WHAT TO DO => Whenever a line in the data contains "crate", show that line.

DATA below:

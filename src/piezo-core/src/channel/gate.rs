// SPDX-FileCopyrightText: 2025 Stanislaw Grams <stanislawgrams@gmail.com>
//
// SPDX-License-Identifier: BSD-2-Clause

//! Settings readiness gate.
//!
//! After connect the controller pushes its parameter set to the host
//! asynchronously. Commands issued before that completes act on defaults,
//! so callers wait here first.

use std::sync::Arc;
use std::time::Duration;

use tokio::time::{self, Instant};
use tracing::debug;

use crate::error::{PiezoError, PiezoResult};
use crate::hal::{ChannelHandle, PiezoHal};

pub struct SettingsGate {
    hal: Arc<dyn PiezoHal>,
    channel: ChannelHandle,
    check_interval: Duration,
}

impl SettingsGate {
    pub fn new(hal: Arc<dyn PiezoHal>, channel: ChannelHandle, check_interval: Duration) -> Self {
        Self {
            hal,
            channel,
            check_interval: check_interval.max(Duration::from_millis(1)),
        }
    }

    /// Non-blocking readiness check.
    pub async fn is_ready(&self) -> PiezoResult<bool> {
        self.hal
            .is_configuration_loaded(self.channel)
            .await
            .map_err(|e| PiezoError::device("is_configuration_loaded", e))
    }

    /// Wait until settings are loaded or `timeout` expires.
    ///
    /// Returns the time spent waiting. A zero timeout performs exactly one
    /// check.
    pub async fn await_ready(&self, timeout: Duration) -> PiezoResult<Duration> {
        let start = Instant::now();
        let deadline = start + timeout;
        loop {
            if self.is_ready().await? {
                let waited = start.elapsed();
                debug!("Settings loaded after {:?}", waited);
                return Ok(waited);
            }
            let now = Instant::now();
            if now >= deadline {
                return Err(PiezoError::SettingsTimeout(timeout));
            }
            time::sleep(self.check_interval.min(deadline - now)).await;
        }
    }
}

End of DATA.

ANSWER =>
use crate::error::{PiezoError, PiezoResult};
use crate::hal::{ChannelHandle, PiezoHal};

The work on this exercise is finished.